TRY IT>
Of the entries below, restate word for word only the section that runs from the line with "let mut remaining = qty;" to the line with "let Some(level) = level else", counting both ends.

INFORMATION PROVIDED>

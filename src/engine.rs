//! Engine - the single consumer that owns the book.
//!
//! Drains the command queue, applies each command to the book, and routes
//! the resulting event lines: one newline-joined payload back to the
//! originating connection, and each bare line to the market-data
//! publisher. No other thread reads or writes the book.

use tracing::{debug, info};

use crate::command::{Command, CommandRecord};
use crate::md::MarketDataPublisher;
use crate::order_book::OrderBook;
use crate::queue::CommandQueue;
use crate::tick::TickFormat;

pub struct Engine {
    book: OrderBook,
    fmt: TickFormat,
    md: MarketDataPublisher,
}

impl Engine {
    pub fn new(book: OrderBook, fmt: TickFormat, md: MarketDataPublisher) -> Self {
        Self { book, fmt, md }
    }

    /// Drain the queue until it reports stopped-and-drained.
    pub fn run(&mut self, queue: &CommandQueue) {
        info!(md_enabled = self.md.enabled(), "engine started");
        while let Some(record) = queue.pop() {
            self.process_record(&record);
        }
        info!(resting_orders = self.book.order_count(), "engine drained, stopping");
    }

    /// Apply one command and route its events.
    pub fn process_record(&mut self, record: &CommandRecord) {
        let events = match record.cmd {
            Command::New { side, qty, price_ticks, id } => {
                self.book.process_new(side, qty, price_ticks, id)
            }
            Command::Cancel { id } => self.book.cancel(id),
            Command::Replace { old_id, new_qty, new_price_ticks, new_id } => {
                self.book.replace(old_id, new_qty, new_price_ticks, new_id)
            }
        };
        if events.is_empty() {
            return;
        }

        let mut payload = String::new();
        for event in &events {
            let line = event.render(&self.fmt);
            self.md.send_line(&line);
            payload.push_str(&line);
            payload.push('\n');
        }

        // A dead peer is the session's problem; the book already moved on.
        if let Err(err) = record.reply.write_payload(payload.as_bytes()) {
            debug!(%err, "reply write failed");
        }
    }

    /// Pin the engine thread to the last CPU core (typically the one the
    /// OS bothers least).
    pub fn pin_to_core(&self) {
        if let Some(core_ids) = core_affinity::get_core_ids() {
            if let Some(last_core) = core_ids.last() {
                core_affinity::set_for_current(*last_core);
            }
        }
    }

    /// Pre-fault the book's memory before trading starts.
    pub fn warm_up(&mut self) {
        self.book.warm_up();
    }

    pub fn book(&self) -> &OrderBook {
        &self.book
    }
}
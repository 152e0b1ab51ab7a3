//! Tick formatter - integer ticks to and from decimal price text.
//!
//! The book operates in integer ticks. Converting ticks to a display string
//! (and price text back to ticks) is a policy captured here and injected
//! where lines are produced or parsed, keeping the book numeric-only.

use rust_decimal::prelude::ToPrimitive;
use rust_decimal::{Decimal, RoundingStrategy};

/// Fixed-point price policy: `scale` fractional digits, `10^scale` ticks
/// per unit of currency. The default (scale 2) gives 100 ticks per unit,
/// i.e. one tick = one cent.
#[derive(Clone, Copy, Debug, PartialEq, Eq)]
pub struct TickFormat {
    scale: u32,
}

impl TickFormat {
    pub const fn new(scale: u32) -> Self {
        Self { scale }
    }

    /// Ticks per unit currency (100 for two decimal places).
    #[inline]
    pub fn ticks_per_unit(&self) -> i64 {
        10i64.pow(self.scale)
    }

    /// Parse decimal price text into ticks.
    ///
    /// Rounds to the nearest tick, half away from zero. Returns `None` for
    /// unparsable text and for prices that round to zero ticks or below.
    pub fn to_ticks(&self, text: &str) -> Option<i64> {
        let px: Decimal = text.trim().parse().ok()?;
        let ticks = px
            .checked_mul(Decimal::from(self.ticks_per_unit()))?
            .round_dp_with_strategy(0, RoundingStrategy::MidpointAwayFromZero)
            .to_i64()?;
        (ticks > 0).then_some(ticks)
    }

    /// Render ticks as fixed-point text with exactly `scale` fractional
    /// digits, trailing zeros preserved ("50.20", "50.00").
    pub fn fmt(&self, ticks: i64) -> String {
        Decimal::new(ticks, self.scale).to_string()
    }
}

impl Default for TickFormat {
    fn default() -> Self {
        Self::new(2)
    }
}
impl OrderBook {
    /// Create a book holding up to `capacity` resting orders.
    pub fn new(capacity: u32) -> Self {
        Self {
            arena: Arena::new(capacity),
            bids: BTreeMap::new(),
            asks: BTreeMap::new(),
            order_map: FxHashMap::with_capacity_and_hasher(capacity as usize, Default::default()),
        }
    }

    // ========================================================================
    // Public operations
    // ========================================================================

    /// Process a new limit order: match against the opposite side while the
    /// limit crosses, then rest any residual at `price_ticks`.
    ///
    /// Rejects qty <= 0, price <= 0, and ids that are already resting with
    /// a single `ERROR Invalid order` event and no state change.
    pub fn process_new(&mut self, side: Side, qty: i32, price_ticks: i64, id: i64) -> Vec<BookEvent> {
        let mut events = Vec::new();

        if qty <= 0 || price_ticks <= 0 || self.order_map.contains_key(&id) {
            events.push(BookEvent::Error(BookError::InvalidOrder));
            return events;
        }

        let remaining = self.cross(side, qty, price_ticks, &mut events);
        if remaining > 0 {
            self.rest(side, remaining, price_ticks, id, &mut events);
        }

        self.refresh_snapshots(&mut events);
        events
    }

    /// Cancel a resting order by id.
    pub fn cancel(&mut self, id: i64) -> Vec<BookEvent> {
        let mut events = Vec::new();
        self.cancel_inner(id, &mut events);
        self.refresh_snapshots(&mut events);
        events
    }

    /// Cancel `old_id` and place a replacement on the same side.
    ///
    /// Emits the cancel outcome, then `REPLACED old -> new`, then the
    /// replacement add's events. Invalid replacement parameters skip the
    /// add and emit `ERROR Invalid replace parameters` instead; the cancel
    /// half stands either way.
    pub fn replace(&mut self, old_id: i64, new_qty: i32, new_price_ticks: i64, new_id: i64) -> Vec<BookEvent> {
        let mut events = Vec::new();

        let Some(info) = self.cancel_inner(old_id, &mut events) else {
            self.refresh_snapshots(&mut events);
            return events;
        };

        events.push(BookEvent::Replaced { old_id, new_id });

        if new_qty <= 0 || new_price_ticks <= 0 || self.order_map.contains_key(&new_id) {
            events.push(BookEvent::Error(BookError::InvalidReplace));
            self.refresh_snapshots(&mut events);
            return events;
        }

        // Replace preserves the side of the canceled order.
        let remaining = self.cross(info.side, new_qty, new_price_ticks, &mut events);
        if remaining > 0 {
            self.rest(info.side, remaining, new_price_ticks, new_id, &mut events);
        }

        self.refresh_snapshots(&mut events);
        events
    }

    // ========================================================================
    // Matching
    // ========================================================================

    /// Match an incoming order against the opposite side while its limit
    /// crosses the top level. Returns the unmatched remainder.
    fn cross(&mut self, side: Side, qty: i32, limit_ticks: i64, events: &mut Vec<BookEvent>) -> i32 {
        let mut remaining = qty;

        while remaining > 0 {
            let top = match side {
                Side::Buy => self.asks.first_key_value().map(|(&px, _)| px),
                Side::Sell => self.bids.last_key_value().map(|(&px, _)| px),
            };
            let Some(top) = top else { break };

            let crosses = match side {
                Side::Buy => top <= limit_ticks,
                Side::Sell => top >= limit_ticks,
            };
            if !crosses {
                break;
            }

            remaining = self.match_at_level(side.opposite(), top, remaining, events);
        }

        remaining
    }

    /// Trade against the FIFO at one opposite-side level, head first.
    fn match_at_level(
        &mut self,
        maker_side: Side,
        price_ticks: i64,
        mut remaining: i32,
        events: &mut Vec<BookEvent>,
    ) -> i32 {
        loop {
            if remaining == 0 {
                break;
            }

            let level = match maker_side {
                Side::Buy => self.bids.get_mut(&price_ticks),
                Side::Sell => self.asks.get_mut(&price_ticks),
            };
            let Some(level) = level else { break };
            let maker_idx = level.peek_head();
            if maker_idx == NULL_INDEX {
                break;
            }

            let (maker_id, maker_qty) = {
                let maker = self.arena.get(maker_idx);
                (maker.order_id, maker.qty)
            };

            let trade_qty = remaining.min(maker_qty);
            events.push(BookEvent::Trade { qty: trade_qty, price_ticks, maker_id });
            remaining -= trade_qty;
            let maker_left = maker_qty - trade_qty;

            if maker_left == 0 {
                // Maker fully filled: unlink, drop its index entry, free the node
                level.pop_front(&mut self.arena);
                let emptied = level.is_empty();
                self.arena.free(maker_idx);
                self.order_map.remove(&maker_id);
                if emptied {
                    match maker_side {
                        Side::Buy => self.bids.remove(&price_ticks),
                        Side::Sell => self.asks.remove(&price_ticks),
                    };
                }
            } else {
                // Partial fill leaves the maker in place (no re-queue)
                self.arena.get_mut(maker_idx).qty = maker_left;
                level.subtract_qty(trade_qty);
            }
        }

        remaining
    }

    /// Rest a residual at its limit price, creating the level if absent.
    fn rest(&mut self, side: Side, qty: i32, price_ticks: i64, id: i64, events: &mut Vec<BookEvent>) {
        let Some(arena_idx) = self.arena.alloc() else {
            events.push(BookEvent::Error(BookError::BookFull));
            return;
        };
        *self.arena.get_mut(arena_idx) = OrderNode::new(id, price_ticks, qty);

        let level = match side {
            Side::Buy => self.bids.entry(price_ticks).or_insert_with(PriceLevel::new),
            Side::Sell => self.asks.entry(price_ticks).or_insert_with(PriceLevel::new),
        };
        level.push_back(&mut self.arena, arena_idx);

        self.order_map.insert(id, OrderInfo { arena_index: arena_idx, side, price_ticks });

        events.push(BookEvent::OrderAdded { side, qty, price_ticks, id });
    }

    /// Remove a resting order; emits `CANCELED` or `ERROR Unknown order id`.
    /// Returns the removed order's location when it existed.
    fn cancel_inner(&mut self, id: i64, events: &mut Vec<BookEvent>) -> Option<OrderInfo> {
        let Some(info) = self.order_map.remove(&id) else {
            events.push(BookEvent::Error(BookError::UnknownOrder(id)));
            return None;
        };

        let level = match info.side {
            Side::Buy => self.bids.get_mut(&info.price_ticks),
            Side::Sell => self.asks.get_mut(&info.price_ticks),
        };
        if let Some(level) = level {
            let emptied = level.remove(&mut self.arena, info.arena_index);
            if emptied {
                match info.side {
                    Side::Buy => self.bids.remove(&info.price_ticks),
                    Side::Sell => self.asks.remove(&info.price_ticks),
                };
            }
        }
        self.arena.free(info.arena_index);

        events.push(BookEvent::Canceled { id });
        Some(info)
    }

    /// Append the top-of-book snapshot lines, bid before ask, skipping
    /// empty sides.
    fn refresh_snapshots(&self, events: &mut Vec<BookEvent>) {
        if let Some((&px, level)) = self.bids.last_key_value() {
            events.push(BookEvent::BestBid { price_ticks: px, qty: level.total_qty });
        }
        if let Some((&px, level)) = self.asks.first_key_value() {
            events.push(BookEvent::BestAsk { price_ticks: px, qty: level.total_qty });
        }
    }

    // ========================================================================
    // Read-only queries
    // ========================================================================

    #[inline]
    pub fn has_best_bid(&self) -> bool {
        !self.bids.is_empty()
    }

    #[inline]
    pub fn has_best_ask(&self) -> bool {
        !self.asks.is_empty()
    }

    /// Highest bid price, if any.
    #[inline]
    pub fn best_bid_ticks(&self) -> Option<i64> {
        self.bids.last_key_value().map(|(&px, _)| px)
    }

    /// Lowest ask price, if any.
    #[inline]
    pub fn best_ask_ticks(&self) -> Option<i64> {
        self.asks.first_key_value().map(|(&px, _)| px)
    }

    /// Total resting quantity at the best bid (0 when the side is empty).
    #[inline]
    pub fn best_bid_qty(&self) -> i64 {
        self.bids.last_key_value().map_or(0, |(_, level)| level.total_qty)
    }

    /// Total resting quantity at the best ask (0 when the side is empty).
    #[inline]
    pub fn best_ask_qty(&self) -> i64 {
        self.asks.first_key_value().map_or(0, |(_, level)| level.total_qty)
    }

    #[inline]
    pub fn contains_order(&self, id: i64) -> bool {
        self.order_map.contains_key(&id)
    }

    pub fn order_count(&self) -> usize {
        self.order_map.len()
    }

    pub fn is_empty(&self) -> bool {
        self.order_map.is_empty()
    }

    /// Resting quantity and order count at one price.
    pub fn depth_at(&self, side: Side, price_ticks: i64) -> (i64, u32) {
        let level = match side {
            Side::Buy => self.bids.get(&price_ticks),
            Side::Sell => self.asks.get(&price_ticks),
        };
        level.map_or((0, 0), |l| (l.total_qty, l.count))
    }

    /// Total resting quantity on one side (diagnostic; sums the levels).
    pub fn side_qty(&self, side: Side) -> i64 {
        let levels = match side {
            Side::Buy => &self.bids,
            Side::Sell => &self.asks,
        };
        levels.values().map(|l| l.total_qty).sum()
    }

    /// Drop every resting order.
    pub fn clear(&mut self) {
        let capacity = self.arena.capacity();
        self.arena = Arena::new(capacity);
        self.bids.clear();
        self.asks.clear();
        self.order_map.clear();
    }

    /// Pre-fault the arena pages before trading starts.
    pub fn warm_up(&mut self) {
        self.arena.warm_up();
    }

    /// Digest of the observable book state, for determinism tests.
    pub fn state_hash(&self) -> u64 {
        use std::collections::hash_map::DefaultHasher;
        use std::hash::{Hash, Hasher};

        let mut hasher = DefaultHasher::new();
        self.best_bid_ticks().hash(&mut hasher);
        self.best_ask_ticks().hash(&mut hasher);
        self.best_bid_qty().hash(&mut hasher);
        self.best_ask_qty().hash(&mut hasher);
        self.order_count().hash(&mut hasher);
        self.arena.allocated().hash(&mut hasher);
        hasher.finish()
    }
}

TASK OUTPUT>
        let mut remaining = qty;

        while remaining > 0 {
            let top = match side {
                Side::Buy => self.asks.first_key_value().map(|(&px, _)| px),
                Side::Sell => self.bids.last_key_value().map(|(&px, _)| px),
            };
            let Some(top) = top else { break };

            let crosses = match side {
                Side::Buy => top <= limit_ticks,
                Side::Sell => top >= limit_ticks,
            };
            if !crosses {
                break;
            }

            remaining = self.match_at_level(side.opposite(), top, remaining, events);
        }

        remaining
    }

    /// Trade against the FIFO at one opposite-side level, head first.
    fn match_at_level(
        &mut self,
        maker_side: Side,
        price_ticks: i64,
        mut remaining: i32,
        events: &mut Vec<BookEvent>,
    ) -> i32 {
        loop {
            if remaining == 0 {
                break;
            }

            let level = match maker_side {
                Side::Buy => self.bids.get_mut(&price_ticks),
                Side::Sell => self.asks.get_mut(&price_ticks),
            };
            let Some(level) = level else { break };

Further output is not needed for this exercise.